What is required: Give the lines below again exactly, starting with the line that holds "out[8..].copy_from_slice(&FOOTER_SIGNATURE);" and going on through the line that holds "bytes at offset".

Data records:
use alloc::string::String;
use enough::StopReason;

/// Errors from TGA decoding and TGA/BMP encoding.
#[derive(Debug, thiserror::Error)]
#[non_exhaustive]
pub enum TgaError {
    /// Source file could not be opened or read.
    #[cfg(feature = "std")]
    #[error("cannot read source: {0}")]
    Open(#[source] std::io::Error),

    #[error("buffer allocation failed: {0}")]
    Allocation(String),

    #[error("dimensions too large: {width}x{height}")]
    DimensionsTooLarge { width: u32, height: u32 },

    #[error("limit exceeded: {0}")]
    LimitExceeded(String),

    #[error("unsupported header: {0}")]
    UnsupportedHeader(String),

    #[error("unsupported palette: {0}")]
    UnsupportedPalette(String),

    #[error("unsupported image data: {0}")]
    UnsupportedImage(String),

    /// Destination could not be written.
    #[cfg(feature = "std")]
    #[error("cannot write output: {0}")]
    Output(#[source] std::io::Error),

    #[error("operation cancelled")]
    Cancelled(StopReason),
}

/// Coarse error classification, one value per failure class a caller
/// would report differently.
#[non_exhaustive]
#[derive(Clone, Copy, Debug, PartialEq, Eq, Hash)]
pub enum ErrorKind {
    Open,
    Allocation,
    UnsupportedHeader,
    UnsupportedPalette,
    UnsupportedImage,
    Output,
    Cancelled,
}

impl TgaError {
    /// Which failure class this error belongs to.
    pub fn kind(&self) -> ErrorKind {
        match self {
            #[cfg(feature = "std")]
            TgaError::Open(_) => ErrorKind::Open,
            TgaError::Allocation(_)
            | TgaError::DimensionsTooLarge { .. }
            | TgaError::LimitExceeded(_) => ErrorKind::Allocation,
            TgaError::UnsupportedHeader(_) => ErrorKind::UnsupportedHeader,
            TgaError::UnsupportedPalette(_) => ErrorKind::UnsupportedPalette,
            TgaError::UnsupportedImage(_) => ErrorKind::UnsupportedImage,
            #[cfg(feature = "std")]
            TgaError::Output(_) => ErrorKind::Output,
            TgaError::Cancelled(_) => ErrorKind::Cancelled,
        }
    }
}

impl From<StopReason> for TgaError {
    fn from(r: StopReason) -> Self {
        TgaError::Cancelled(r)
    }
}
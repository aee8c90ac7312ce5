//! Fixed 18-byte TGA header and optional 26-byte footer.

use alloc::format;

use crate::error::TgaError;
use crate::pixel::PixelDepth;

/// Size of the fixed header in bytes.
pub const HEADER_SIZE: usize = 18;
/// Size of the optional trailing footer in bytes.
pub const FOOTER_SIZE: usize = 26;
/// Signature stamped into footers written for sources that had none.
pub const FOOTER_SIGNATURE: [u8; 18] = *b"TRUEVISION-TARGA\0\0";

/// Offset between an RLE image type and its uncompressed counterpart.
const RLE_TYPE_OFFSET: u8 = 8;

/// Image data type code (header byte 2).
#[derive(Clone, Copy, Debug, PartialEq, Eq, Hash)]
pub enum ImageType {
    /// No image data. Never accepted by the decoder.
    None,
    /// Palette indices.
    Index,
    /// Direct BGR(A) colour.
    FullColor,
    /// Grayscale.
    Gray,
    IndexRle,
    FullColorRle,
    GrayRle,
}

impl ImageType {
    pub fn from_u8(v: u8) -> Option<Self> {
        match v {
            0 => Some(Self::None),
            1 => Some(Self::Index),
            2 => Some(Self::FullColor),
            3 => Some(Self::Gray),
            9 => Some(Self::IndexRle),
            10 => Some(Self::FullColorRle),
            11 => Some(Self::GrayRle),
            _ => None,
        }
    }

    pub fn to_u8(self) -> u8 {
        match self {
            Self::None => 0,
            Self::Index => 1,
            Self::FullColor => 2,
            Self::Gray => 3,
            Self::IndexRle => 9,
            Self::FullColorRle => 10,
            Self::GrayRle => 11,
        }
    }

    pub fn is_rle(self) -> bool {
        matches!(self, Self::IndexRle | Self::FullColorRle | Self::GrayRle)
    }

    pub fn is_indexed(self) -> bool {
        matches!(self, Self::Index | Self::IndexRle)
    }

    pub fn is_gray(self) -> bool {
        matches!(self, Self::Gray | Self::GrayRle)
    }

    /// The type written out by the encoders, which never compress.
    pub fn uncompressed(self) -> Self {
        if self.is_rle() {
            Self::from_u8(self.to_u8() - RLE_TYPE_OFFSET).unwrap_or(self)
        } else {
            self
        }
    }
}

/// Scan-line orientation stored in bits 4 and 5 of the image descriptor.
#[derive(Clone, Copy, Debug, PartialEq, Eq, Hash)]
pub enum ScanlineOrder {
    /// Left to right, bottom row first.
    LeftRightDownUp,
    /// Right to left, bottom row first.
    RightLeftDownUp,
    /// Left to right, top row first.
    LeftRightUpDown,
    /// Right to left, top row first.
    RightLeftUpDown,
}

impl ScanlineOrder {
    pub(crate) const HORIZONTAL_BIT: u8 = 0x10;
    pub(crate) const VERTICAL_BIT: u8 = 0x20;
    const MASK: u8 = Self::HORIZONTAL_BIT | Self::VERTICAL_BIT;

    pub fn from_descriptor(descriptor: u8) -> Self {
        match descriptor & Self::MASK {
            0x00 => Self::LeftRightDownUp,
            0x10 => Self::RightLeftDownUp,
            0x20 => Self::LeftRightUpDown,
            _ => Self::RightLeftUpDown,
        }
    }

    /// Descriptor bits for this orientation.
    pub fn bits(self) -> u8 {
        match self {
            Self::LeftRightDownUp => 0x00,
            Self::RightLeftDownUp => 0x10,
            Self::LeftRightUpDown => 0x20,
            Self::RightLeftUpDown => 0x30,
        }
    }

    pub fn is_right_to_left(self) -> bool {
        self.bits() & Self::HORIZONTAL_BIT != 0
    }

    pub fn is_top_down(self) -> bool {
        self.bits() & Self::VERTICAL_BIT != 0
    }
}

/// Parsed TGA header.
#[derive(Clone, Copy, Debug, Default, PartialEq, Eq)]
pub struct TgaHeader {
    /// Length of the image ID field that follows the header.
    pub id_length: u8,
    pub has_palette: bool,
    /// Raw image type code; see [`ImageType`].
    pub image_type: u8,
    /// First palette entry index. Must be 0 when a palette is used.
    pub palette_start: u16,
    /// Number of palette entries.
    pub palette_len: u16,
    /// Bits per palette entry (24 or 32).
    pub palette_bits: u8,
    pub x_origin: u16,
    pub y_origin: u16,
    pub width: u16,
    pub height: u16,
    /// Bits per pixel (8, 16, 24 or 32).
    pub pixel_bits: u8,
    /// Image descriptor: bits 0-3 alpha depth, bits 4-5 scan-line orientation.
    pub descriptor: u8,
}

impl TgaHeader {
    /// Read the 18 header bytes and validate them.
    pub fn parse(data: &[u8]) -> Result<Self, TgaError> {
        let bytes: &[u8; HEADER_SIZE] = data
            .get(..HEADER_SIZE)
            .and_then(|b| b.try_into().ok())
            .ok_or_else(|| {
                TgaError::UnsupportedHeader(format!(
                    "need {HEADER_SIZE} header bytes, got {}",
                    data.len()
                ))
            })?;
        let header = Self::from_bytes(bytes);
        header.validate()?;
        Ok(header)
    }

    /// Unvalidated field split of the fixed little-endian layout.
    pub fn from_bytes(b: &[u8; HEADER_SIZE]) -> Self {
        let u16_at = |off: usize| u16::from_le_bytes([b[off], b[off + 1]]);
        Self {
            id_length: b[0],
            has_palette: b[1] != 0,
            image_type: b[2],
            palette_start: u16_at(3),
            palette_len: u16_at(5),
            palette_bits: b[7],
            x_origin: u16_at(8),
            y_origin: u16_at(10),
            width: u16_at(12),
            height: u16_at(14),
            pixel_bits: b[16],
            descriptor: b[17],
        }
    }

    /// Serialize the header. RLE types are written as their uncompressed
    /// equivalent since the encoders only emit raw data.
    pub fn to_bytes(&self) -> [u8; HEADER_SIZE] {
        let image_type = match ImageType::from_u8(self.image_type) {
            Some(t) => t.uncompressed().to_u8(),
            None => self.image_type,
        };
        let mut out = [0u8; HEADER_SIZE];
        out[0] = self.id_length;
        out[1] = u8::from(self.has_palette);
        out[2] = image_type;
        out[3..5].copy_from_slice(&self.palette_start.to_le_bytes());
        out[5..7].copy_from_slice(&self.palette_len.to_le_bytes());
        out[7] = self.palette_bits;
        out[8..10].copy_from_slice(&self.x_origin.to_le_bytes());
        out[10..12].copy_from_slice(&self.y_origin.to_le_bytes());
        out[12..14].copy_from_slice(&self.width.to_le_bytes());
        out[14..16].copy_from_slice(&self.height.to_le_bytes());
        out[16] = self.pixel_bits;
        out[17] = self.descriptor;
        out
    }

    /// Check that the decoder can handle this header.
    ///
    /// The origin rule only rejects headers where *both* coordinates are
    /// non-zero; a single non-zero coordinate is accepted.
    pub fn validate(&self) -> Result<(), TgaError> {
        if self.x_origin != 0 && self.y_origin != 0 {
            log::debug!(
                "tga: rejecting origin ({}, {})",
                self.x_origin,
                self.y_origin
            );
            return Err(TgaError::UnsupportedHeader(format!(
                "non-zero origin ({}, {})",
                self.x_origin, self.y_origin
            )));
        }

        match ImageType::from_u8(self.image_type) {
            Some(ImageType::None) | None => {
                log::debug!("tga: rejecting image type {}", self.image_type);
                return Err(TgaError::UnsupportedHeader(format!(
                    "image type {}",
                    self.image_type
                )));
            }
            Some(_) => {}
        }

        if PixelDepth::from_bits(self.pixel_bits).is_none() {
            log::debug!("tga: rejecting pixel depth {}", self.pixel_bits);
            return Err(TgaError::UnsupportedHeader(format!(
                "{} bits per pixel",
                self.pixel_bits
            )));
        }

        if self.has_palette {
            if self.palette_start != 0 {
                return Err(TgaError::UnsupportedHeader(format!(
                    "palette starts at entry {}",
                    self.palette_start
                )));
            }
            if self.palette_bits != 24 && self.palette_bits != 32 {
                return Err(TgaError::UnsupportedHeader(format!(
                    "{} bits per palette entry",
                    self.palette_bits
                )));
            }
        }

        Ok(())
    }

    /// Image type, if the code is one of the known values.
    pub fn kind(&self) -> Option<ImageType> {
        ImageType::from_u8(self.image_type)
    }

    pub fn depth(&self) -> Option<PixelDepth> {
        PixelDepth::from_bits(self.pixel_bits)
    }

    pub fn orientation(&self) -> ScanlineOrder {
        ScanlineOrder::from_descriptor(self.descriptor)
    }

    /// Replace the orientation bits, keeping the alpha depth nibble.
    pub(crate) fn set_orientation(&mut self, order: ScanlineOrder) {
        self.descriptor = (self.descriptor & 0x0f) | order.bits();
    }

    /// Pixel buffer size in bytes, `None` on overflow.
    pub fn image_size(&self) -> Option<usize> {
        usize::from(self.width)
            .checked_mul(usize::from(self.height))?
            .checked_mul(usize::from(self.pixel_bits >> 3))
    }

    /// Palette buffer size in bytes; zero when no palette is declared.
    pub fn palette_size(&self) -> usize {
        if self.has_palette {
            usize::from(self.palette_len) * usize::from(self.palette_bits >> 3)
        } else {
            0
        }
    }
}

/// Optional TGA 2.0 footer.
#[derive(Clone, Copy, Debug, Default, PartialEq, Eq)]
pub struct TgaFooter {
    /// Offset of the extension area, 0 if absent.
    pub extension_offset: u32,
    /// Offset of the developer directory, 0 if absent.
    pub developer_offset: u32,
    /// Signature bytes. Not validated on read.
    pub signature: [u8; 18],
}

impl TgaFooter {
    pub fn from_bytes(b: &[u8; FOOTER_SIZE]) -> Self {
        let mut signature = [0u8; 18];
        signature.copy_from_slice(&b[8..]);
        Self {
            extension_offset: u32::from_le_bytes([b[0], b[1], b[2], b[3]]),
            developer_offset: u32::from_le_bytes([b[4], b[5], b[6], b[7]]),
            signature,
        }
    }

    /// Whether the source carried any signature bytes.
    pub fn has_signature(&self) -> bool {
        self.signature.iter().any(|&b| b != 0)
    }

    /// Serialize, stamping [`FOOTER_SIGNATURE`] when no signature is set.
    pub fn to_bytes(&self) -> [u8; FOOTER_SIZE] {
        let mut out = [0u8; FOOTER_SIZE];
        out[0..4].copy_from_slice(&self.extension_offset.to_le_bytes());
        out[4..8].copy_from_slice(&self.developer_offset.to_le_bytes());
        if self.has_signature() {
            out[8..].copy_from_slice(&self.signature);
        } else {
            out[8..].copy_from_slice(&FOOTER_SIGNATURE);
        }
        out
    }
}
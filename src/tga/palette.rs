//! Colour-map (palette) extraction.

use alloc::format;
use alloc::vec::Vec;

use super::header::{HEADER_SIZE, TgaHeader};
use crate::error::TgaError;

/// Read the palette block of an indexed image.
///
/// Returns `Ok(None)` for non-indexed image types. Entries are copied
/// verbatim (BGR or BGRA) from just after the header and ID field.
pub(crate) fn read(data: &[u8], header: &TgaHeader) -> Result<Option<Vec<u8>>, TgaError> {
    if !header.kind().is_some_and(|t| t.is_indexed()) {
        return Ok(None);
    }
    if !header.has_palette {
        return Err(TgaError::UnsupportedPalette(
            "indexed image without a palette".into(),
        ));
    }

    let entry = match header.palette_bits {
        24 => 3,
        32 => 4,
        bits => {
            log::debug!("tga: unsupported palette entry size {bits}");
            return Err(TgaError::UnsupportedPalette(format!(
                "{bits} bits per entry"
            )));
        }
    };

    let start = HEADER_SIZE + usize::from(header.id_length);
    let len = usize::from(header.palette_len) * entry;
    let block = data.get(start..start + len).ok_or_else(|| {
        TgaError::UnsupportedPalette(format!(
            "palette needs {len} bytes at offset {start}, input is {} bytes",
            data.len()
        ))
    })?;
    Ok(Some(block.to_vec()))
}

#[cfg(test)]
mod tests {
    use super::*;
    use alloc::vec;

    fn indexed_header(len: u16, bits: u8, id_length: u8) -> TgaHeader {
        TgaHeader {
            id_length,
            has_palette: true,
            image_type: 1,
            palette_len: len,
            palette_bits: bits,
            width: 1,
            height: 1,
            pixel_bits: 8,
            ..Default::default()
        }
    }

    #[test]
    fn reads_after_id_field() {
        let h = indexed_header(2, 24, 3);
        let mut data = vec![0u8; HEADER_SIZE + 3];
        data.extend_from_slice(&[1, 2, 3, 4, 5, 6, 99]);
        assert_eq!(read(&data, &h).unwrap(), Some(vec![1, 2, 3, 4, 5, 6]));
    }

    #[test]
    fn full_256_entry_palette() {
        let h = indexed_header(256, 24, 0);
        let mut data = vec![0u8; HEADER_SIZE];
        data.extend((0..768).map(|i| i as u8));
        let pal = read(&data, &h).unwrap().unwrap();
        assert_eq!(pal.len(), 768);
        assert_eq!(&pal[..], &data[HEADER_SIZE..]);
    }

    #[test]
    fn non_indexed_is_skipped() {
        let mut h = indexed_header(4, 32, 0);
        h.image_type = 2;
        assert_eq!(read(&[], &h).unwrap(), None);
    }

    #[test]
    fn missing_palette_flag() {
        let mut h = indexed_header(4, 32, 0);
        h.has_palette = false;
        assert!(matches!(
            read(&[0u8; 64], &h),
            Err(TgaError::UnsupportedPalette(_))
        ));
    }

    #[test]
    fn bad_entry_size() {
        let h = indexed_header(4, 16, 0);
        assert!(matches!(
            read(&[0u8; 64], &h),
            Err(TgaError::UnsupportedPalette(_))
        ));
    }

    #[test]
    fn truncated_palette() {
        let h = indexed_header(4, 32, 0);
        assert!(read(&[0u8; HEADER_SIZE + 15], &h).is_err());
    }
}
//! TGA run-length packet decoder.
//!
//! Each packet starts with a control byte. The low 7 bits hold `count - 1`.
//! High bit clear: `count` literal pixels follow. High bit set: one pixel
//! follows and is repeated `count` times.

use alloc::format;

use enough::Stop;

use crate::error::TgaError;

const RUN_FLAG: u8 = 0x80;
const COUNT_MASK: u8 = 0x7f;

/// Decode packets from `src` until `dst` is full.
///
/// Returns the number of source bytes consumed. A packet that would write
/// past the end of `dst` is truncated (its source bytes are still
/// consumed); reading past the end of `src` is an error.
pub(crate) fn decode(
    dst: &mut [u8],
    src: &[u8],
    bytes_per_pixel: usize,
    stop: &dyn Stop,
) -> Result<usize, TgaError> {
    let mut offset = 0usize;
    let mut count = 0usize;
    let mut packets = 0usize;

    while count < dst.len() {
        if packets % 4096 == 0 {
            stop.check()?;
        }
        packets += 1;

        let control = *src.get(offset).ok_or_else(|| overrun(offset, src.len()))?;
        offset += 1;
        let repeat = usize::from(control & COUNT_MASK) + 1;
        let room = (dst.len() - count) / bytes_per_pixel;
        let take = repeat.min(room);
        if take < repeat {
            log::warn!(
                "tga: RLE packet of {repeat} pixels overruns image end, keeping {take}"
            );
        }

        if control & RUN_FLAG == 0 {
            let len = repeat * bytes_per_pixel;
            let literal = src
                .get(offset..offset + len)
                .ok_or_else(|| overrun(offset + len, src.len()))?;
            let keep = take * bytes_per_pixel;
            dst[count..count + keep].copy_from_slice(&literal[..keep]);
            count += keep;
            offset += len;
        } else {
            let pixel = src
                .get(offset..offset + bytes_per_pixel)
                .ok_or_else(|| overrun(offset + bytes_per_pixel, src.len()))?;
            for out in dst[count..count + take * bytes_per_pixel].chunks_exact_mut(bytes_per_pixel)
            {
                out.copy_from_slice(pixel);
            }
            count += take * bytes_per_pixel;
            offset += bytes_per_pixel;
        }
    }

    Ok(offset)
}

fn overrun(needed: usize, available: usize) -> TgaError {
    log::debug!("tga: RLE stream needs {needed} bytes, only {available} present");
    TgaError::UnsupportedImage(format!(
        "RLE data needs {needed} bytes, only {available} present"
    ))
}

Solution to this problem:
            out[8..].copy_from_slice(&FOOTER_SIGNATURE);
        }
        out
    }
}
filename src/tga/palette.rs
//! Colour-map (palette) extraction.

use alloc::format;
use alloc::vec::Vec;

use super::header::{HEADER_SIZE, TgaHeader};
use crate::error::TgaError;

/// Read the palette block of an indexed image.
///
/// Returns `Ok(None)` for non-indexed image types. Entries are copied
/// verbatim (BGR or BGRA) from just after the header and ID field.
pub(crate) fn read(data: &[u8], header: &TgaHeader) -> Result<Option<Vec<u8>>, TgaError> {
    if !header.kind().is_some_and(|t| t.is_indexed()) {
        return Ok(None);
    }
    if !header.has_palette {
        return Err(TgaError::UnsupportedPalette(
            "indexed image without a palette".into(),
        ));
    }

    let entry = match header.palette_bits {
        24 => 3,
        32 => 4,
        bits => {
            log::debug!("tga: unsupported palette entry size {bits}");
            return Err(TgaError::UnsupportedPalette(format!(
                "{bits} bits per entry"
            )));
        }
    };

    let start = HEADER_SIZE + usize::from(header.id_length);
    let len = usize::from(header.palette_len) * entry;
    let block = data.get(start..start + len).ok_or_else(|| {
        TgaError::UnsupportedPalette(format!(
            "palette needs {len} bytes at offset {start}, input is {} bytes",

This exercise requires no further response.